Sarajevo Youth Film Festival
- Location: Sarajevo, Bosnia and Herzegovina
- Founded: 2008; 18 years ago
- Language: International
- Website: www.omladinski.ba

= Sarajevo Youth Film Festival =

Annual festival in Bosnia and Herzegovina

The Sarajevo Youth Film Festival (Omladinski Film Festival Sarajevo / Омладински Филм Фестивал Сарајево), also known as OFF Sarajevo, is an annual film festival held in Sarajevo, Bosnia and Herzegovina. It is held in September and showcases feature, animated and short films from around the world. The main focus of the festival is on promoting young film directors and producers, student films and youth-themed films. OFF Sarajevo is a short professional film festival in Southeast Europe, focused on the work of young amateur and professional filmmakers.

==History==
The festival was established by film professionals from Bosnia and Herzegovina with the goal of giving younger filmmakers from the Former Yugoslavia a wider platform to promote their work. It was quickly internationalized even further, bringing in authors from all of Europe, North America and Asia. The first edition of the festival was organized from 9 to 13 September 2008. Most of the events were of open-air type. Traditionally, Žuta tabija and the House of the Military in downtown Sarajevo were used as primary venues for the event. However, since OFF Sarajevo 2018, all of the events are held in Cinema City cinema near the ARIA Centar. On average 30 authors from 11 different countries are programmed per edition, with over 15,000 visitors each year. The average age of festival employees is 22, while the management is headed by Kenan Musić. The main feature film competition program is called Made for Open Air.

== Overview and mission ==

OFF Sarajevo serves as a platform for young filmmakers, where they present their work and participate in industry events, sponsors, distributors, and representatives from political, public, and cultural sectors. The festival emphasizes the regional and European short film scene, particularly student and professional short films, providing a platform for film screenings and industry activities.

== Program and events ==

Each year, OFF Sarajevo screens approximately 70 films across three competitive sections—OFF Shorts, OFF Generation Short, and OFF Generation Features. The festival also includes non-competitive categories, such as OFF Screen and OFF Retrospective, which offer audiences a chance to explore a broader range of cinematic work. Alongside film screenings, OFF organizes music events, co-production markets, and educational masterclasses, along with conferences and networking receptions.

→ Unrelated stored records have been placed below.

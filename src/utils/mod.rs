//! Utilities
//!
//! Common utilities used throughout the application.

pub mod error;
pub mod paths;

pub use error::*;
pub use paths::*;
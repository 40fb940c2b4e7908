//! Persona Chat LLM
//!
//! Provider adapters that turn a canonical prompt into a vendor request and
//! the vendor response back into a chat reply:
//! - Google Gemini
//! - Anthropic Claude
//! - OpenAI-compatible endpoints (OpenAI, Grok, OpenRouter, custom)
//!
//! Also includes response recovery and the HTTP client factory.

pub mod anthropic;
pub mod factory;
pub mod gemini;
pub mod http_client;
pub mod openai;
pub mod provider;
pub mod recovery;
pub mod types;

// Re-export main types
pub use anthropic::AnthropicProvider;
pub use factory::create_provider;
pub use gemini::GeminiProvider;
pub use http_client::build_http_client;
pub use openai::{OpenAICompatibleProvider, OpenAIFlavor};
pub use provider::{LlmProvider, PreparedRequest};
pub use recovery::{recover_object, recover_reply};
pub use types::*;
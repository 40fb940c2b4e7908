//! Prompt Templates
//!
//! ChatML template purposes, built-in defaults and the override store.

pub mod defaults;
pub mod store;

use serde::{Deserialize, Serialize};

pub use store::TemplateStore;

/// What a template is used for
#[derive(Debug, Clone, Copy, PartialEq, Eq, Hash, Serialize, Deserialize)]
#[serde(rename_all = "camelCase")]
pub enum TemplateKind {
    MainChat,
    ProfileCreation,
    CharacterSheet,
}

impl TemplateKind {
    pub const ALL: [TemplateKind; 3] = [
        TemplateKind::MainChat,
        TemplateKind::ProfileCreation,
        TemplateKind::CharacterSheet,
    ];
}

impl std::fmt::Display for TemplateKind {
    fn fmt(&self, f: &mut std::fmt::Formatter<'_>) -> std::fmt::Result {
        match self {
            TemplateKind::MainChat => write!(f, "mainChat"),
            TemplateKind::ProfileCreation => write!(f, "profileCreation"),
            TemplateKind::CharacterSheet => write!(f, "characterSheet"),
        }
    }
}
//! Conversation History Models

use chrono::{DateTime, Utc};
use serde::{Deserialize, Serialize};

/// What a history entry carries.
#[derive(Debug, Clone, Copy, Default, PartialEq, Eq, Serialize, Deserialize)]
#[serde(rename_all = "lowercase")]
pub enum EntryKind {
    #[default]
    Text,
    Image,
    Sticker,
}

/// One message in a conversation.
#[derive(Debug, Clone, PartialEq, Eq, Serialize, Deserialize)]
#[serde(rename_all = "camelCase")]
pub struct HistoryEntry {
    /// Sent by the user (`true`) or by the character (`false`)
    pub is_me: bool,
    #[serde(default, rename = "type")]
    pub kind: EntryKind,
    /// Message text, or the caption for image and sticker entries
    #[serde(default)]
    pub content: String,
    #[serde(default, skip_serializing_if = "Option::is_none")]
    pub image_id: Option<String>,
    #[serde(default, skip_serializing_if = "Option::is_none")]
    pub sticker_id: Option<String>,
    /// Unix epoch milliseconds; `0` (or missing) means unknown
    #[serde(default)]
    pub timestamp: i64,
}

impl HistoryEntry {
    pub fn text(is_me: bool, content: impl Into<String>, timestamp: i64) -> Self {
        Self {
            is_me,
            kind: EntryKind::Text,
            content: content.into(),
            image_id: None,
            sticker_id: None,
            timestamp,
        }
    }

    pub fn image(is_me: bool, image_id: impl Into<String>, caption: impl Into<String>, timestamp: i64) -> Self {
        Self {
            kind: EntryKind::Image,
            image_id: Some(image_id.into()),
            ..Self::text(is_me, caption, timestamp)
        }
    }

    pub fn sticker(is_me: bool, sticker_id: impl Into<String>, caption: impl Into<String>, timestamp: i64) -> Self {
        Self {
            kind: EntryKind::Sticker,
            sticker_id: Some(sticker_id.into()),
            ..Self::text(is_me, caption, timestamp)
        }
    }

    /// Send time, if known. Non-positive timestamps count as unknown.
    pub fn sent_at(&self) -> Option<DateTime<Utc>> {
        if self.timestamp <= 0 {
            return None;
        }
        DateTime::from_timestamp_millis(self.timestamp)
    }
}
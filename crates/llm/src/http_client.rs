//! HTTP Client Factory
//!
//! Provides a factory function for building reqwest clients with proxy and
//! timeout support.

use std::time::Duration;

use persona_chat_core::ProxyConfig;

use crate::types::{LlmError, LlmResult};

/// Default request timeout when the provider config does not set one.
pub const DEFAULT_TIMEOUT_SECS: u64 = 120;

/// Build a `reqwest::Client` with the resolved proxy configuration.
///
/// - `Some(proxy)` -> configure proxy on the client
/// - `None` -> explicitly disable proxy (`no_proxy`), ignoring env vars
pub fn build_http_client(
    proxy: Option<&ProxyConfig>,
    timeout_secs: Option<u64>,
) -> LlmResult<reqwest::Client> {
    let timeout = Duration::from_secs(timeout_secs.unwrap_or(DEFAULT_TIMEOUT_SECS));
    let mut builder = reqwest::Client::builder().timeout(timeout);

    match proxy {
        Some(cfg) => {
            cfg.validate().map_err(|e| LlmError::Configuration {
                message: e.to_string(),
            })?;
            let mut p = reqwest::Proxy::all(cfg.url()).map_err(|e| LlmError::Configuration {
                message: format!("invalid proxy URL: {}", e),
            })?;
            if let Some((user, password)) = cfg.credentials() {
                p = p.basic_auth(user, password);
            }
            builder = builder.proxy(p);
        }
        None => {
            builder = builder.no_proxy();
        }
    }

    builder.build().map_err(|e| LlmError::Configuration {
        message: format!("failed to build HTTP client: {}", e),
    })
}
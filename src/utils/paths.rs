//! Cross-Platform Path Utilities
//!
//! Functions for resolving application directories across platforms.

use std::path::{Path, PathBuf};

use crate::utils::error::{AppError, AppResult};

/// Get the user's home directory
pub fn home_dir() -> AppResult<PathBuf> {
    dirs::home_dir().ok_or_else(|| AppError::config("Could not determine home directory"))
}

/// Get the Persona Chat directory (~/.persona-chat/)
pub fn persona_chat_dir() -> AppResult<PathBuf> {
    Ok(home_dir()?.join(".persona-chat"))
}

/// Get the settings file path (~/.persona-chat/settings.json)
pub fn settings_path() -> AppResult<PathBuf> {
    Ok(persona_chat_dir()?.join("settings.json"))
}

/// Ensure a directory exists, creating it if necessary
pub fn ensure_dir(path: &Path) -> AppResult<()> {
    if !path.exists() {
        std::fs::create_dir_all(path)?;
    }
    Ok(())
}

/// Get the Persona Chat directory, creating if it doesn't exist
pub fn ensure_persona_chat_dir() -> AppResult<PathBuf> {
    let path = persona_chat_dir()?;
    ensure_dir(&path)?;
    Ok(path)
}
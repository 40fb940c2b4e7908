//! Adapter Cache
//!
//! One adapter per `(provider, model)`. Adapters hold configuration only, so
//! a cached instance is shared freely between concurrent requests.

use std::sync::Arc;

use dashmap::DashMap;
use persona_chat_llm::{LlmProvider, LlmResult, ProviderType};

type CacheKey = (ProviderType, String);

#[derive(Default)]
pub struct AdapterCache {
    adapters: DashMap<CacheKey, Arc<dyn LlmProvider>>,
}

impl AdapterCache {
    pub fn new() -> Self {
        Self::default()
    }

    /// Cached adapter for `(provider, model)`, building it with `create` on a miss.
    ///
    /// A failed build is returned to the caller and nothing is cached.
    pub fn get_or_insert_with<F>(
        &self,
        provider: ProviderType,
        model: &str,
        create: F,
    ) -> LlmResult<Arc<dyn LlmProvider>>
    where
        F: FnOnce() -> LlmResult<Arc<dyn LlmProvider>>,
    {
        let key = (provider, model.to_string());
        if let Some(existing) = self.adapters.get(&key) {
            return Ok(Arc::clone(existing.value()));
        }

        let adapter = create()?;
        tracing::debug!("Caching {} adapter for model {}", provider, model);
        // Another task may have raced us; keep whichever landed first.
        let entry = self.adapters.entry(key).or_insert(adapter);
        Ok(Arc::clone(entry.value()))
    }

    /// Drop every cached adapter.
    pub fn invalidate(&self) {
        let count = self.adapters.len();
        self.adapters.clear();
        tracing::info!("Adapter cache invalidated ({} entries)", count);
    }

    pub fn len(&self) -> usize {
        self.adapters.len()
    }

    pub fn is_empty(&self) -> bool {
        self.adapters.is_empty()
    }
}
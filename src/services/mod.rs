//! Services
//!
//! Business logic for the application: templates, prompt compilation and
//! generation.

pub mod generation;
pub mod prompt;
pub mod templates;

pub use generation::{AdapterCache, ChatRequest, GenerationManager};
pub use prompt::PromptFlags;
pub use templates::{TemplateKind, TemplateStore};
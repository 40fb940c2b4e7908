//! Google Gemini Provider
//!
//! Gemini consumes the canonical `contents`/`parts` shape almost directly and
//! can be constrained to the reply schema with `responseSchema`, so chat
//! replies arrive as JSON without relying on recovery heuristics.

use async_trait::async_trait;
use serde_json::{json, Value};

use super::provider::{reason_or_unknown, require_api_key, LlmProvider, PreparedRequest};
use super::types::{
    ContentTurn, GenerationRequest, LlmError, LlmResult, Part, ProviderConfig, RequestKind,
    TurnRole,
};
use crate::http_client::build_http_client;

/// Default Gemini API base
const GEMINI_API_BASE: &str = "https://generativelanguage.googleapis.com/v1beta";

/// Harm categories relaxed to `BLOCK_NONE` on every request.
const SAFETY_CATEGORIES: [&str; 4] = [
    "HARM_CATEGORY_HARASSMENT",
    "HARM_CATEGORY_HATE_SPEECH",
    "HARM_CATEGORY_SEXUALLY_EXPLICIT",
    "HARM_CATEGORY_DANGEROUS_CONTENT",
];

/// Finish reasons that mean the candidate was withheld on policy grounds.
const POLICY_FINISH_REASONS: [&str; 4] = ["SAFETY", "PROHIBITED_CONTENT", "BLOCKLIST", "SPII"];

/// Google Gemini provider
pub struct GeminiProvider {
    config: ProviderConfig,
    client: reqwest::Client,
}

impl GeminiProvider {
    /// Create a new Gemini provider with the given configuration
    pub fn new(config: ProviderConfig) -> LlmResult<Self> {
        let client = build_http_client(config.proxy.as_ref(), config.timeout_secs)?;
        tracing::info!("Gemini provider initialized: model={}", config.model);
        Ok(Self { config, client })
    }

    /// Get the API base URL
    fn base_url(&self) -> &str {
        self.config
            .base_url
            .as_deref()
            .unwrap_or(GEMINI_API_BASE)
            .trim_end_matches('/')
    }

    fn endpoint(&self, api_key: &str) -> LlmResult<String> {
        let raw = format!("{}/models/{}:generateContent", self.base_url(), self.config.model);
        let mut url = url::Url::parse(&raw).map_err(|e| LlmError::Configuration {
            message: format!("invalid Gemini endpoint {}: {}", raw, e),
        })?;
        url.query_pairs_mut().append_pair("key", api_key);
        Ok(url.to_string())
    }

    /// JSON schema the chat reply must follow.
    pub fn reply_schema() -> Value {
        json!({
            "type": "OBJECT",
            "properties": {
                "reactionDelay": { "type": "INTEGER" },
                "messages": {
                    "type": "ARRAY",
                    "items": {
                        "type": "OBJECT",
                        "properties": {
                            "delay": { "type": "INTEGER" },
                            "content": { "type": "STRING" },
                            "sticker": { "type": "STRING" }
                        },
                        "required": ["delay", "content"]
                    }
                },
                "newMemory": { "type": "STRING" },
                "characterState": {
                    "type": "OBJECT",
                    "properties": {
                        "affection": { "type": "NUMBER" },
                        "intimacy": { "type": "NUMBER" },
                        "trust": { "type": "NUMBER" },
                        "romantic_interest": { "type": "NUMBER" },
                        "reason": { "type": "STRING" }
                    }
                }
            },
            "required": ["reactionDelay", "messages"]
        })
    }

    fn safety_settings() -> Vec<Value> {
        SAFETY_CATEGORIES
            .iter()
            .map(|category| {
                json!({
                    "category": category,
                    "threshold": "BLOCK_NONE"
                })
            })
            .collect()
    }

    /// Convert a canonical turn to Gemini `contents` format
    fn turn_to_gemini(turn: &ContentTurn) -> Value {
        let role = match turn.role {
            TurnRole::User => "user",
            TurnRole::Model => "model",
        };
        let parts: Vec<Value> = turn
            .parts()
            .iter()
            .map(|part| match part {
                Part::Text { text } => json!({ "text": text }),
                Part::Media { inline_media } => json!({
                    "inlineData": {
                        "mimeType": inline_media.mime_type,
                        "data": inline_media.data
                    }
                }),
            })
            .collect();
        json!({ "role": role, "parts": parts })
    }

    /// Build the request body for the API
    fn build_request_body(&self, request: &GenerationRequest) -> Value {
        let (max_tokens, temperature) = request.budget(&self.config);
        let contents: Vec<Value> = request.turns().iter().map(Self::turn_to_gemini).collect();

        let mut generation_config = json!({
            "temperature": temperature,
            "maxOutputTokens": max_tokens,
            "responseMimeType": "application/json"
        });
        if request.kind == RequestKind::Chat {
            generation_config["responseSchema"] = Self::reply_schema();
        }

        let mut body = json!({
            "contents": contents,
            "generationConfig": generation_config,
            "safetySettings": Self::safety_settings()
        });

        if !request.prompt.system_prompt.is_empty() {
            body["systemInstruction"] = json!({
                "parts": [{ "text": request.prompt.system_prompt }]
            });
        }

        body
    }
}

#[async_trait]
impl LlmProvider for GeminiProvider {
    fn name(&self) -> &'static str {
        "gemini"
    }

    fn config(&self) -> &ProviderConfig {
        &self.config
    }

    fn http_client(&self) -> &reqwest::Client {
        &self.client
    }

    fn supports_response_schema(&self) -> bool {
        true
    }

    fn build_request(&self, request: &GenerationRequest) -> LlmResult<PreparedRequest> {
        let api_key = require_api_key(&self.config, self.name())?;
        Ok(PreparedRequest {
            url: self.endpoint(api_key)?,
            headers: Vec::new(),
            body: self.build_request_body(request),
        })
    }

    fn parse_response(&self, body: &Value) -> LlmResult<String> {
        let candidate = body.pointer("/candidates/0");

        if let Some(text) = candidate
            .and_then(|c| c.pointer("/content/parts/0/text"))
            .and_then(Value::as_str)
        {
            return Ok(text.to_string());
        }

        if let Some(block_reason) = body
            .pointer("/promptFeedback/blockReason")
            .and_then(Value::as_str)
        {
            return Err(LlmError::ContentBlocked {
                reason: block_reason.to_string(),
            });
        }

        let finish_reason = candidate
            .and_then(|c| c.get("finishReason"))
            .and_then(Value::as_str);
        if let Some(reason) = finish_reason.filter(|r| POLICY_FINISH_REASONS.contains(r)) {
            return Err(LlmError::ContentBlocked {
                reason: reason.to_string(),
            });
        }

        Err(LlmError::EmptyResponse {
            reason: reason_or_unknown(finish_reason),
        })
    }
}
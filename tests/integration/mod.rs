//! Integration Tests Module
//!
//! Integration tests for the persona chat backend. Tests cover prompt
//! compilation with built-in and overridden templates, and generation through
//! every provider adapter against a local mock server.

// One-shot HTTP server shared by the provider tests
mod mock_server;

// Prompt compilation through the public API
mod prompt_builder_test;

// Generation manager end to end
mod generation_test;

// Settings persistence feeding the generation manager
mod settings_flow_test;
//! Prompt Compilation
//!
//! Turns a template, a character, a persona and the conversation history
//! into the provider-agnostic prompt consumed by the adapters.

pub mod builder;
pub mod context;

pub use builder::{
    build_character_sheet_prompt, build_chat_prompt, build_profile_prompt, history_turn,
    PromptFlags, GENERATE_NOW_PROMPT,
};
pub use context::{describe_elapsed, time_context, RenderContext, TimeContext};
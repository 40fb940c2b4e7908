//! One-shot HTTP server for exercising provider adapters without network.

use tokio::io::{AsyncReadExt, AsyncWriteExt};
use tokio::net::TcpListener;
use tokio::sync::oneshot;

/// A request as seen by the mock server.
pub struct CapturedRequest {
    pub head: String,
    pub body: serde_json::Value,
}

impl CapturedRequest {
    /// Request line, e.g. `POST /v1/messages HTTP/1.1`.
    pub fn request_line(&self) -> &str {
        self.head.lines().next().unwrap_or_default()
    }

    pub fn header(&self, name: &str) -> Option<&str> {
        self.head.lines().skip(1).find_map(|line| {
            let (key, value) = line.split_once(':')?;
            key.trim()
                .eq_ignore_ascii_case(name)
                .then(|| value.trim())
        })
    }
}

fn content_length(head: &str) -> usize {
    head.lines()
        .filter_map(|line| line.split_once(':'))
        .find(|(key, _)| key.trim().eq_ignore_ascii_case("content-length"))
        .and_then(|(_, value)| value.trim().parse().ok())
        .unwrap_or(0)
}

/// Serve exactly one response, returning the base URL and the captured request.
pub async fn serve_once(
    status: u16,
    body: &'static str,
) -> (String, oneshot::Receiver<CapturedRequest>) {
    let listener = TcpListener::bind("127.0.0.1:0").await.unwrap();
    let addr = listener.local_addr().unwrap();
    let (tx, rx) = oneshot::channel();

    tokio::spawn(async move {
        let (mut socket, _) = listener.accept().await.unwrap();

        let mut raw = Vec::new();
        let mut buf = [0u8; 4096];
        let head_end = loop {
            let n = socket.read(&mut buf).await.unwrap();
            if n == 0 {
                return;
            }
            raw.extend_from_slice(&buf[..n]);
            if let Some(pos) = raw.windows(4).position(|w| w == b"\r\n\r\n") {
                break pos + 4;
            }
        };
        let head = String::from_utf8_lossy(&raw[..head_end]).to_string();
        let expected = content_length(&head);
        while raw.len() - head_end < expected {
            let n = socket.read(&mut buf).await.unwrap();
            if n == 0 {
                break;
            }
            raw.extend_from_slice(&buf[..n]);
        }
        let request_body = serde_json::from_slice(&raw[head_end..]).unwrap_or_default();

        let reason = if status < 300 { "OK" } else { "Error" };
        let response = format!(
            "HTTP/1.1 {} {}\r\nContent-Type: application/json\r\nContent-Length: {}\r\nConnection: close\r\n\r\n{}",
            status,
            reason,
            body.len(),
            body
        );
        socket.write_all(response.as_bytes()).await.unwrap();
        let _ = socket.shutdown().await;
        let _ = tx.send(CapturedRequest {
            head,
            body: request_body,
        });
    });

    (format!("http://{}", addr), rx)
}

== Cultural and economic impact ==

Held across five locations throughout Sarajevo, OFF Sarajevo attracts around 15,000 attendees annually, generating cultural tourism with over 1,000 overnight stays during its five-day duration. With an array of notable guests, including young actors from streaming platforms like Netflix, Amazon Prime, and HBO Max, OFF has established itself as Bosnia and Herzegovina’s second-largest film festival. This popularity drives both domestic and international interest, introducing audiences to short films and promoting festival culture among younger generations.

== Notable features ==

Each edition sees around 200 accredited attendees and numerous media representatives, including five prominent international outlets, covering the festival’s programs and events.

== Sections ==
Main Program: Short meter, short feature film

Main program is the selection of a short feature film. Within this selection are young film professionals with their short films created in their own production or production of their film schools. The Short Meter Selection at the 11th edition of Youth Film Festival Sarajevo will present a 20 shorts.

Competition Program: Creative, art and experimental film

One of the competition selections of the festival is the selection of a short experimental, art and creative film. This selection in 2019 will present 5 films.

Competition Program: OFF Generation

"OFF Generation" is the old program of the Festival but with a new name. As in previous years, this program will present 5 films that are designed for the young generation of 15–26 years old and directed by former or recent film academy students.

Special Screenings: Family movies

One of the goals of the Youth Film Festival Sarajevo, from the outset, was to create unique cinema locations and special atmosphere during screenings at open-air cinemas. For this reason, OFF continues with projections of 5 family, feature films that will be screened as part of the Open Cinema at Žuto tabija, OS BiH and as part of the new open air venue of the festival in the center of Sarajevo - OFF Drive in cinema.

== OFF Pro Film Market ==

OFF Pro Film Market is the Telemach Youth Film Festival Sarajevo program intended for young film professionals. OFF Pro Film Market is held for four days as part of each edition of the Festival. It consists of a series of programs, some of which are also available to the public. The goal of OFF’s industry program is to empower new filmmakers, especially those with debut or new projects, by offering them various benefits through the Festival’s educational and development programs. As part of OFF Pro Film Market, the most important initiative that festival presents is OFF Co-pro + Let’s produce – a unique co-production market, intended for projects in development for short films. OFF Co-pro is also the largest co-production market for short films in the Former Yugoslavia, the only such in Bosnia and Herzegovina, with a financial fund and a set of logistical services for all stages of production.